LENDERS zum Mietendeckel

Wirtschaft9. März 2020

  • Mietendeckel verschärft Probleme
  • Berlin als schlechtes Beispiel
  • Lösung: Bauen muss einfacher werden

WIESBADEN – „Mietpreise zu deckeln löst das Problem, ausreichend bezahlbaren Wohnraum zur Verfügung zu stellen, nicht – im Gegenteil“, sagt Jürgen LENDERS, wohnungsbaupolitischer Sprecher der Fraktion der Freien Demokraten im Hessischen Landtag. Er nimmt Bezug auf die Pressekonferenz der SPD-Landtagsfraktion zum Thema Mietendeckel am heutigen Montag in Frankfurt. „In Berlin zeigt sich schon jetzt, dass der Mietendeckel die Probleme am Wohnungsmarkt eher verschärft“, erklärt Lenders. Nicht nur, dass Mieten angehoben wurden, seit die politischen Pläne zur Einführung eines Mietendeckels bekannt wurden: „Vermieter, die weniger einnehmen, werden auch weniger in die Instandhaltung der Wohnungen investieren. Oder sie sehen sich möglicherweise genötigt, ihre Wohnungen zu verkaufen“, macht Lenders deutlich. In der Folge stehen weniger Mietwohnungen beziehungsweise Wohnungen mit schlechterem Standard zur Verfügung.

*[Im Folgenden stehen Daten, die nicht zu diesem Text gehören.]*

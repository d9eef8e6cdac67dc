use anyhow::{bail, Context, Result};
use globe::geojson::{add_elevations_to_feature, add_elevations_to_geometry};
use globe::GlobeService;
use indicatif::ProgressBar;
use std::fs::File;
use std::io::{BufReader, BufWriter, Write};
use std::path::{Path, PathBuf};

use super::{default_output_path, progress_style, ServiceArgs};

pub fn run(
    args: &ServiceArgs,
    input: PathBuf,
    output: Option<PathBuf>,
    lat_col: String,
    lon_col: String,
) -> Result<()> {
    let service = args.service()?;

    // Detect file format
    let extension = input
        .extension()
        .and_then(|e| e.to_str())
        .unwrap_or("")
        .to_lowercase();

    match extension.as_str() {
        "csv" => process_csv(&service, &input, output, &lat_col, &lon_col),
        "geojson" | "json" => process_geojson(&service, &input, output),
        _ => bail!(
            "Unsupported file format: {}. Use .csv or .geojson",
            extension
        ),
    }
}

/// Append an `elevation` column. Rows whose lookup fails get an empty cell.
fn process_csv(
    service: &GlobeService,
    input: &Path,
    output: Option<PathBuf>,
    lat_col: &str,
    lon_col: &str,
) -> Result<()> {
    let file = File::open(input).context("Failed to open input file")?;
    let mut reader = csv::Reader::from_reader(BufReader::new(file));

    let headers = reader.headers()?.clone();
    let column = |name: &str| {
        headers
            .iter()
            .position(|h| h.trim() == name)
            .with_context(|| format!("Column '{}' not found in CSV", name))
    };
    let lat_idx = column(lat_col)?;
    let lon_idx = column(lon_col)?;

    let records: Vec<_> = reader.records().collect::<Result<_, _>>()?;

    let pb = ProgressBar::new(records.len() as u64);
    pb.set_style(progress_style()?);

    let output_path = output.unwrap_or_else(|| default_output_path(input, "csv"));
    let output_file = File::create(&output_path).context("Failed to create output file")?;
    let mut writer = csv::Writer::from_writer(BufWriter::new(output_file));

    let mut new_headers: Vec<&str> = headers.iter().collect();
    new_headers.push("elevation");
    writer.write_record(&new_headers)?;

    let mut failed = 0u64;
    for (line, record) in records.iter().enumerate() {
        let parse = |idx: usize, what: &str| -> Result<f64> {
            record
                .get(idx)
                .with_context(|| format!("Missing {} on record {}", what, line + 1))?
                .trim()
                .parse()
                .with_context(|| format!("Invalid {} on record {}", what, line + 1))
        };
        let lat = parse(lat_idx, "latitude")?;
        let lon = parse(lon_idx, "longitude")?;

        let elevation = match service.elevation_at(lon, lat) {
            Ok(elevation) => elevation.to_string(),
            Err(_) => {
                failed += 1;
                String::new()
            }
        };

        let mut new_record: Vec<&str> = record.iter().collect();
        new_record.push(&elevation);
        writer.write_record(&new_record)?;

        pb.inc(1);
    }

    pb.finish_with_message("done");
    writer.flush()?;

    if failed > 0 {
        eprintln!("{} record(s) without elevation", failed);
    }
    println!("Output written to: {}", output_path.display());
    Ok(())
}

fn process_geojson(service: &GlobeService, input: &Path, output: Option<PathBuf>) -> Result<()> {
    let file = File::open(input).context("Failed to open input file")?;
    let geojson: geojson::GeoJson =
        serde_json::from_reader(BufReader::new(file)).context("Failed to parse GeoJSON")?;

    let result = match geojson {
        geojson::GeoJson::Geometry(geometry) => {
            geojson::GeoJson::Geometry(add_elevations_to_geometry(service, geometry)?)
        }
        geojson::GeoJson::Feature(feature) => {
            geojson::GeoJson::Feature(add_elevations_to_feature(service, feature)?)
        }
        geojson::GeoJson::FeatureCollection(mut fc) => {
            let pb = ProgressBar::new(fc.features.len() as u64);
            pb.set_style(progress_style()?);

            let features = std::mem::take(&mut fc.features);
            for (i, feature) in features.into_iter().enumerate() {
                let enriched = add_elevations_to_feature(service, feature)
                    .with_context(|| format!("Failed to enrich feature {}", i))?;
                fc.features.push(enriched);
                pb.inc(1);
            }
            pb.finish_with_message("done");
            geojson::GeoJson::FeatureCollection(fc)
        }
    };

    let output_path = output.unwrap_or_else(|| default_output_path(input, "geojson"));
    let output_file = File::create(&output_path).context("Failed to create output file")?;
    let mut writer = BufWriter::new(output_file);
    serde_json::to_writer_pretty(&mut writer, &result)?;
    writer.flush()?;

    println!("Output written to: {}", output_path.display());
    Ok(())
}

„Mit sozialistischen Mitteln kommen wir nicht weiter. Hessen und Frankfurt sollten es besser machen als Berlin“, mahnt Lenders: „Das einzige, was wirklich gegen Angebotsknappheit und damit gegen steigende Mieten hilft, ist bauen, bauen, bauen.“ Nach Ansicht der Freien Demokraten muss daher das Bauen entbürokratisiert und vereinfacht werden. Das gelte sowohl für Kommunen, die Bauland ausweisen wollen, als auch für bauwillige Privatleute und Unternehmen. „Je schneller und kostengünstiger Wohnraum errichtet werden kann, umso schneller stehen auch wieder mehr bezahlbare Wohnungen zur Verfügung“, betont Lenders.